Is That Courage or Faith
to show up every day
To trust that there will be light
after the darkest of nights
Say what you want about the Enneagram but you have to love it if only as a thought playground that never runs out— what with all the types, sub-types, tritypes(!), wings, growth and stress— figuring yourself out, trying to type your friends…
Regarding my own type, I was driving myself completely nuts trying to get to the bottom of it. With Tom it’s so easy and clear— the 8est 8 that ever 8ed. You read any 8 summary and just nod the whole way through…
For myself I couldn’t settle on one type that was completely me. Apparently it’s expected that you identify at least a little with every type, but I felt I had strong internal affinity with 1 and 4 almost equally, and lots of behaviours of 6.
Then I found the solution to all my brooding: tritypes! The combination of three types can also become an archetype of its own; although it is less generally “accepted”. But that’s okay! 1-4-6, “the Philosopher.” As soon as I saw that, I could finally relax.
It explains everything: the inner critic who becomes a diva when things go “wrong”; why I consider Elizabeth Gilbert’s Big Magic “life-changing”; how I can criticize something harshly and still love it— like reading The Name of the Wind with prose so purple it simultaneously makes me want to throw up and clutch my breast, weeping.
Study of the Enneagram has put a filter on my thoughts, so to speak, and has helped me identify and (at least begin to) solve three problems that I have been fighting with for a while now.

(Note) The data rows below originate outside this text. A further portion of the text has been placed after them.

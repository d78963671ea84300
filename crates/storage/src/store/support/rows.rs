#![forbid(unsafe_code)]

use super::super::StoreError;
use super::sql::{SqlCell, cell_from_ref, parse_default_sql, quote_ident};
use rusqlite::types::Value;
use rusqlite::{Connection, OptionalExtension, params, params_from_iter};
use tg_core::ids::{RecordId, TableName};
use tg_core::{CellValue, Row};

#[derive(Clone, Debug, PartialEq)]
pub(in crate::store) struct ColumnInfo {
    pub(in crate::store) name: String,
    pub(in crate::store) decl_type: String,
    pub(in crate::store) default_sql: Option<String>,
    pub(in crate::store) primary_key: bool,
}

impl ColumnInfo {
    /// Empty value of the column's type affinity.
    pub(in crate::store) fn empty_value(&self) -> CellValue {
        let ty = self.decl_type.to_ascii_uppercase();
        if ty.contains("INT") {
            CellValue::Integer(0)
        } else if ty.contains("CHAR") || ty.contains("CLOB") || ty.contains("TEXT") {
            CellValue::Text(String::new())
        } else if ty.is_empty() || ty.contains("BLOB") {
            CellValue::Null
        } else if ty.contains("REAL") || ty.contains("FLOA") || ty.contains("DOUB") {
            CellValue::Real(0.0)
        } else {
            CellValue::Integer(0)
        }
    }

    pub(in crate::store) fn declared_default(&self) -> Option<CellValue> {
        self.default_sql.as_deref().and_then(parse_default_sql)
    }
}

/// Current columns of `table`; empty when the table does not exist.
pub(in crate::store) fn table_columns(
    conn: &Connection,
    table: &str,
) -> Result<Vec<ColumnInfo>, StoreError> {
    let mut stmt =
        conn.prepare("SELECT name, type, dflt_value, pk FROM pragma_table_info(?1) ORDER BY cid")?;
    let rows = stmt.query_map(params![table], |row| {
        Ok(ColumnInfo {
            name: row.get(0)?,
            decl_type: row.get::<_, Option<String>>(1)?.unwrap_or_default(),
            default_sql: row.get(2)?,
            primary_key: row.get::<_, i64>(3)? != 0,
        })
    })?;
    Ok(rows.collect::<Result<Vec<_>, _>>()?)
}

pub(in crate::store) fn has_column(columns: &[ColumnInfo], name: &str) -> bool {
    columns.iter().any(|column| column.name == name)
}

pub(in crate::store) fn read_row(
    conn: &Connection,
    table: &TableName,
    id: RecordId,
) -> Result<Option<Row>, StoreError> {
    let sql = format!("SELECT * FROM {} WHERE id=?1", quote_ident(table.as_str()));
    let mut stmt = conn.prepare(&sql)?;
    let names = stmt
        .column_names()
        .into_iter()
        .map(str::to_string)
        .collect::<Vec<_>>();
    let row = stmt
        .query_row(params![id], |row| {
            let mut out = Row::new();
            for (index, name) in names.iter().enumerate() {
                out.insert(name.clone(), cell_from_ref(row.get_ref(index)?));
            }
            Ok(out)
        })
        .optional()?;
    Ok(row)
}

pub(in crate::store) fn require_row(
    conn: &Connection,
    table: &TableName,
    id: RecordId,
) -> Result<Row, StoreError> {
    read_row(conn, table, id)?.ok_or_else(|| StoreError::RecordNotFound {
        table: table.to_string(),
        id,
    })
}

/// Inserts `row` and returns the id of the new record.
pub(in crate::store) fn insert_row(
    conn: &Connection,
    table: &str,
    row: &Row,
) -> Result<RecordId, StoreError> {
    if row.is_empty() {
        conn.execute(
            &format!("INSERT INTO {} DEFAULT VALUES", quote_ident(table)),
            [],
        )?;
        return Ok(conn.last_insert_rowid());
    }

    let columns = row
        .keys()
        .map(|column| quote_ident(column))
        .collect::<Vec<_>>()
        .join(", ");
    let placeholders = (1..=row.len())
        .map(|index| format!("?{index}"))
        .collect::<Vec<_>>()
        .join(", ");
    let sql = format!(
        "INSERT INTO {} ({columns}) VALUES ({placeholders})",
        quote_ident(table)
    );
    conn.execute(&sql, params_from_iter(row.values().map(SqlCell)))?;
    Ok(conn.last_insert_rowid())
}

pub(in crate::store) fn update_columns(
    conn: &Connection,
    table: &TableName,
    id: RecordId,
    changes: &Row,
) -> Result<usize, StoreError> {
    if changes.is_empty() {
        return Ok(0);
    }
    let assignments = changes
        .keys()
        .enumerate()
        .map(|(index, column)| format!("{}=?{}", quote_ident(column), index + 1))
        .collect::<Vec<_>>()
        .join(", ");
    let sql = format!(
        "UPDATE {} SET {assignments} WHERE id=?{}",
        quote_ident(table.as_str()),
        changes.len() + 1
    );
    let id = CellValue::Integer(id);
    let values = changes.values().chain(std::iter::once(&id)).map(SqlCell);
    Ok(conn.execute(&sql, params_from_iter(values))?)
}

pub(in crate::store) fn delete_row(
    conn: &Connection,
    table: &TableName,
    id: RecordId,
) -> Result<usize, StoreError> {
    let sql = format!("DELETE FROM {} WHERE id=?1", quote_ident(table.as_str()));
    Ok(conn.execute(&sql, params![id])?)
}

pub(in crate::store) fn value_exists(
    conn: &Connection,
    table: &TableName,
    column: &str,
    value: &CellValue,
) -> Result<bool, StoreError> {
    let sql = format!(
        "SELECT 1 FROM {} WHERE {}=?1 LIMIT 1",
        quote_ident(table.as_str()),
        quote_ident(column)
    );
    let found = conn
        .query_row(&sql, [SqlCell(value)], |_| Ok(()))
        .optional()?;
    Ok(found.is_some())
}

/// How child rows of a dynamic-parent table are matched against their owner.
#[derive(Clone, Copy, Debug, PartialEq, Eq)]
pub(in crate::store) enum PtableFilter<'a> {
    Any,
    Owner {
        table: &'a str,
        include_empty: bool,
    },
}

/// Ids of rows in `table` whose `pid` is `pid`, in display order.
pub(in crate::store) fn child_ids(
    conn: &Connection,
    table: &TableName,
    pid: RecordId,
    filter: PtableFilter<'_>,
    ordered_by_sorting: bool,
) -> Result<Vec<RecordId>, StoreError> {
    let mut sql = format!("SELECT id FROM {} WHERE pid=?1", quote_ident(table.as_str()));
    let mut values = vec![Value::Integer(pid)];
    if let PtableFilter::Owner {
        table: owner,
        include_empty,
    } = filter
    {
        if include_empty {
            sql.push_str(" AND (ptable=?2 OR ptable='' OR ptable IS NULL)");
        } else {
            sql.push_str(" AND ptable=?2");
        }
        values.push(Value::Text(owner.to_string()));
    }
    if ordered_by_sorting {
        sql.push_str(" ORDER BY sorting ASC, id ASC");
    } else {
        sql.push_str(" ORDER BY id ASC");
    }

    let mut stmt = conn.prepare(&sql)?;
    let rows = stmt.query_map(params_from_iter(values), |row| row.get::<_, i64>(0))?;
    Ok(rows.collect::<Result<Vec<_>, _>>()?)
}
#![forbid(unsafe_code)]

use super::support::{has_column, insert_row, table_columns, with_row_savepoint};
use super::{RestoreResult, SqliteStore, StoreError, UndoEntry};
use rusqlite::{Connection, OptionalExtension, params};
use std::collections::{BTreeMap, BTreeSet};
use tg_core::ids::{ActorId, RecordId, TableName};
use tg_core::{CellValue, Row};

const UNDO_COLUMNS: &str =
    "id, actor_id, created_at_ms, source_table, record_id, description, affected_rows, snapshot_json";

impl SqliteStore {
    pub fn undo_get(&self, undo_id: i64) -> Result<Option<UndoEntry>, StoreError> {
        load_undo_tx(&self.conn, undo_id)
    }

    /// Newest entries first, optionally only those recorded for `actor_id`.
    /// Entries whose stored snapshot no longer parses are skipped with a
    /// warning; `undo_get` still reports them as errors.
    pub fn undo_list(
        &self,
        actor_id: Option<ActorId>,
        limit: usize,
    ) -> Result<Vec<UndoEntry>, StoreError> {
        let sql = format!(
            r#"
            SELECT {UNDO_COLUMNS}
            FROM tg_undo
            WHERE (?1 IS NULL OR actor_id=?1)
            ORDER BY id DESC
            LIMIT ?2
            "#
        );
        let mut stmt = self.conn.prepare(&sql)?;
        let rows = stmt.query_map(params![actor_id, limit as i64], read_undo_columns)?;
        let raw = rows.collect::<Result<Vec<_>, _>>()?;
        Ok(raw
            .into_iter()
            .filter_map(|row| {
                let undo_id = row.id;
                row.into_entry()
                    .inspect_err(|err| {
                        tracing::warn!(undo_id, error = %err, "unreadable undo entry skipped");
                    })
                    .ok()
            })
            .collect())
    }

    /// Drops entries older than the configured retention period and returns
    /// how many were removed.
    pub fn undo_purge(&mut self, now_ms: i64) -> Result<usize, StoreError> {
        let cutoff = now_ms.saturating_sub(self.engine.undo_period_ms);
        let removed = self
            .conn
            .execute("DELETE FROM tg_undo WHERE created_at_ms < ?1", params![cutoff])?;
        if removed > 0 {
            tracing::info!(removed, cutoff_ms = cutoff, "purged expired undo entries");
        }
        Ok(removed)
    }

    /// Re-inserts every row held by an undo entry under its original id.
    ///
    /// Rows that cannot be written (dropped table, id taken again) stay in
    /// the entry so a later attempt can retry them; the entry disappears
    /// once everything is back.
    pub fn undo_restore(&mut self, undo_id: i64) -> Result<RestoreResult, StoreError> {
        let tx = self.conn.transaction()?;
        let entry = load_undo_tx(&tx, undo_id)?.ok_or(StoreError::UndoUnavailable(undo_id))?;

        let mut restored = Vec::new();
        let mut remaining: BTreeMap<String, Vec<Row>> = BTreeMap::new();
        for (table, rows) in &entry.snapshot {
            let columns = table_columns(&tx, table)?;
            for row in rows {
                let id = row.get("id").and_then(CellValue::as_i64).unwrap_or(0);
                let result = if columns.is_empty() {
                    Err(StoreError::UnknownTable(table.clone()))
                } else {
                    let values = row
                        .iter()
                        .filter(|(column, _)| has_column(&columns, column))
                        .map(|(column, value)| (column.clone(), value.clone()))
                        .collect::<Row>();
                    with_row_savepoint(&tx, || insert_row(&tx, table, &values))
                };
                match result {
                    Ok(_) => restored.push((table.clone(), id)),
                    Err(err) => {
                        tracing::warn!(undo_id, table = %table, id, error = %err, "row restore failed");
                        remaining.entry(table.clone()).or_default().push(row.clone());
                    }
                }
            }
        }

        let success = remaining.is_empty();
        if success {
            tx.execute("DELETE FROM tg_undo WHERE id=?1", params![undo_id])?;
        } else {
            rewrite_undo_snapshot_tx(&tx, undo_id, &remaining)?;
        }
        tx.commit()?;

        let touched = restored
            .iter()
            .filter_map(|(table, _)| TableName::try_new(table.as_str()).ok())
            .collect::<BTreeSet<_>>();
        self.invalidate_tables(&touched);
        for observer in &self.engine.observers {
            observer.after_restore(&entry, success);
        }

        tracing::info!(
            undo_id,
            restored = restored.len(),
            pending = remaining.values().map(Vec::len).sum::<usize>(),
            "undo entry restored"
        );
        Ok(RestoreResult {
            success,
            restored,
            failed_tables: remaining.into_keys().collect(),
        })
    }
}

pub(super) struct NewUndoEntry<'a> {
    pub(super) actor_id: ActorId,
    pub(super) created_at_ms: i64,
    pub(super) source_table: &'a TableName,
    pub(super) record_id: RecordId,
    pub(super) description: &'a str,
    pub(super) snapshot: &'a BTreeMap<String, Vec<Row>>,
}

pub(super) fn insert_undo_entry_tx(
    conn: &Connection,
    args: NewUndoEntry<'_>,
) -> Result<i64, StoreError> {
    let NewUndoEntry {
        actor_id,
        created_at_ms,
        source_table,
        record_id,
        description,
        snapshot,
    } = args;
    let affected_rows = snapshot.values().map(Vec::len).sum::<usize>();
    conn.execute(
        r#"
        INSERT INTO tg_undo(actor_id, created_at_ms, source_table, record_id, description, affected_rows, snapshot_json)
        VALUES (?1, ?2, ?3, ?4, ?5, ?6, ?7)
        "#,
        params![
            actor_id,
            created_at_ms,
            source_table.as_str(),
            record_id,
            description,
            affected_rows as i64,
            serde_json::to_string(snapshot)?
        ],
    )?;
    Ok(conn.last_insert_rowid())
}

/// Replaces the rows held by an entry, keeping its identity and metadata.
pub(super) fn rewrite_undo_snapshot_tx(
    conn: &Connection,
    undo_id: i64,
    snapshot: &BTreeMap<String, Vec<Row>>,
) -> Result<(), StoreError> {
    let affected_rows = snapshot.values().map(Vec::len).sum::<usize>();
    conn.execute(
        "UPDATE tg_undo SET snapshot_json=?2, affected_rows=?3 WHERE id=?1",
        params![undo_id, serde_json::to_string(snapshot)?, affected_rows as i64],
    )?;
    Ok(())
}

pub(super) fn load_undo_tx(conn: &Connection, undo_id: i64) -> Result<Option<UndoEntry>, StoreError> {
    let sql = format!("SELECT {UNDO_COLUMNS} FROM tg_undo WHERE id=?1");
    let raw = conn
        .query_row(&sql, params![undo_id], read_undo_columns)
        .optional()?;
    raw.map(RawUndoRow::into_entry).transpose()
}

struct RawUndoRow {
    id: i64,
    actor_id: ActorId,
    created_at_ms: i64,
    source_table: String,
    record_id: RecordId,
    description: String,
    affected_rows: i64,
    snapshot_json: String,
}

impl RawUndoRow {
    fn into_entry(self) -> Result<UndoEntry, StoreError> {
        let source_table = TableName::try_new(self.source_table)
            .map_err(|err| StoreError::Config(format!("undo entry {}: {}", self.id, err.message())))?;
        Ok(UndoEntry {
            id: self.id,
            actor_id: self.actor_id,
            created_at_ms: self.created_at_ms,
            source_table,
            record_id: self.record_id,
            description: self.description,
            affected_rows: usize::try_from(self.affected_rows).unwrap_or(0),
            snapshot: serde_json::from_str(&self.snapshot_json)?,
        })
    }
}

fn read_undo_columns(row: &rusqlite::Row<'_>) -> rusqlite::Result<RawUndoRow> {
    Ok(RawUndoRow {
        id: row.get(0)?,
        actor_id: row.get(1)?,
        created_at_ms: row.get(2)?,
        source_table: row.get(3)?,
        record_id: row.get(4)?,
        description: row.get(5)?,
        affected_rows: row.get(6)?,
        snapshot_json: row.get(7)?,
    })
}

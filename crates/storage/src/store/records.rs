#![forbid(unsafe_code)]

use super::copy::apply_position;
use super::position::resolve_position_tx;
use super::support::{
    PtableFilter, child_ids, has_column, insert_row, now_ms, read_row, table_columns,
    tstamp_from_ms,
};
use super::{CreateRequest, SqliteStore, StoreError, validate_record_id};
use tg_core::ids::{RecordId, TableName};
use tg_core::{CellValue, Placement, Row, Session};

impl SqliteStore {
    /// Inserts a new record. Without a placement, a `pid` given in `fields`
    /// (with `ptable` for dynamic-parent tables) puts the record first under
    /// that parent; otherwise it goes to the root.
    pub fn create(
        &mut self,
        session: &mut Session,
        request: CreateRequest,
    ) -> Result<RecordId, StoreError> {
        let CreateRequest {
            table,
            mut fields,
            placement,
        } = request;
        fields.remove("id");
        let placement = placement.or_else(|| {
            let pid = fields.get("pid").and_then(CellValue::as_i64)?;
            let owner = fields
                .get("ptable")
                .and_then(CellValue::as_str)
                .and_then(|name| TableName::try_new(name).ok());
            Some(match owner {
                Some(owner) => Placement::inside_table(owner, pid),
                None => Placement::inside(pid),
            })
        });
        let now_ms = now_ms();

        let tx = self.conn.transaction()?;
        let columns = table_columns(&tx, table.as_str())?;
        if columns.is_empty() {
            return Err(StoreError::UnknownTable(table.to_string()));
        }
        let position = resolve_position_tx(&tx, &self.engine, &table, None, placement.as_ref())?;
        apply_position(&mut fields, &position);
        if has_column(&columns, "tstamp") {
            fields.insert("tstamp".to_string(), CellValue::Integer(tstamp_from_ms(now_ms)));
        }
        let id = insert_row(&tx, table.as_str(), &fields)?;
        tx.commit()?;

        self.cache.invalidate_table(&table);
        session.clear_clipboard(&table);
        tracing::info!(table = %table, id, pid = ?position.pid, sorting = ?position.sorting, "record created");
        Ok(id)
    }

    pub fn get_record(&self, table: &TableName, id: RecordId) -> Result<Option<Row>, StoreError> {
        self.engine.shape(table)?;
        read_row(&self.conn, table, validate_record_id(id)?)
    }

    /// Children of `pid` in display order. `ptable` narrows dynamic-parent
    /// tables to one owner.
    pub fn list_children(
        &self,
        table: &TableName,
        pid: RecordId,
        ptable: Option<&TableName>,
    ) -> Result<Vec<Row>, StoreError> {
        let shape = self.engine.shape(table)?;
        if !shape.has_pid {
            return Err(StoreError::InvalidInput("table has no pid column"));
        }
        let filter = match ptable {
            Some(owner) => PtableFilter::Owner {
                table: owner.as_str(),
                include_empty: false,
            },
            None => PtableFilter::Any,
        };
        let ids = child_ids(&self.conn, table, pid, filter, shape.has_sorting)?;
        let mut rows = Vec::with_capacity(ids.len());
        for id in ids {
            if let Some(row) = read_row(&self.conn, table, id)? {
                rows.push(row);
            }
        }
        Ok(rows)
    }

    /// Number of children of `pid`, memoized until the table is next written
    /// through the engine.
    pub fn count_children(
        &mut self,
        table: &TableName,
        pid: RecordId,
        ptable: Option<&TableName>,
    ) -> Result<usize, StoreError> {
        let owner = ptable.map(TableName::as_str);
        if let Some(count) = self.cache.get(table, pid, owner) {
            return Ok(count);
        }
        let count = self.list_children(table, pid, ptable)?.len();
        self.cache.put(table, pid, owner, count);
        Ok(count)
    }
}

I’m so tense inside. High-strung. I hold my breath without noticing it. I clench my teeth. Where is all this tension coming from? What am I hanging onto? It was three things. The first was a fear of being not good.
Even though the 1-4-6 business gave me a satisfying write-up that checks all my boxes, it’s still accurate just to say I’m an arty 1 who loves contingency plans.
Before the Enneagram, before contemplating type 1’s base fear of being bad, corrupt, wrong— I couldn’t identify any of the sources of my spiritual-turned-physical tension. But thinking about it has really woken me up to how tight my grip is on being above reproach, on being “good,” or if I’m really honest, “acceptable.” I spend a ton of effort on being so predictable and unremarkable (relationally) that no one would want to gossip about me— it would be too boring; or being so good that they wouldn’t know what to say; or, recognizing that I can’t really be perfect, only relaxing in areas that would be too weird to bring up out of the blue— “did you see all the weeds in her driveway?”
I mostly worked my way out of being shy in my twenties. Fake it ‘till you make it totally works. But that was just for first meeting people. There are other faces of shy. A fear of being honest and vulnerable. I still hold back a lot of myself in newer relationships because I’m worried that people will think I’m not normal.
But I need to stop doing that. I need to stop holding back. The stakes in any given instance are usually so low and yet I take absolutely no risks in life.
It takes a lot of courage to be honest and speak truth, expose your imperfections, but I’m going to try, at least for a season. As I see it, leaning into my weirdness will either result in deep humiliation, or it will open all the doors my life was meant to open. Any one person’s eccentricity could be the very thing someone else needs to help them. I think I do believe that.
The other two quandaries were not as simple, so I will give them their own entries.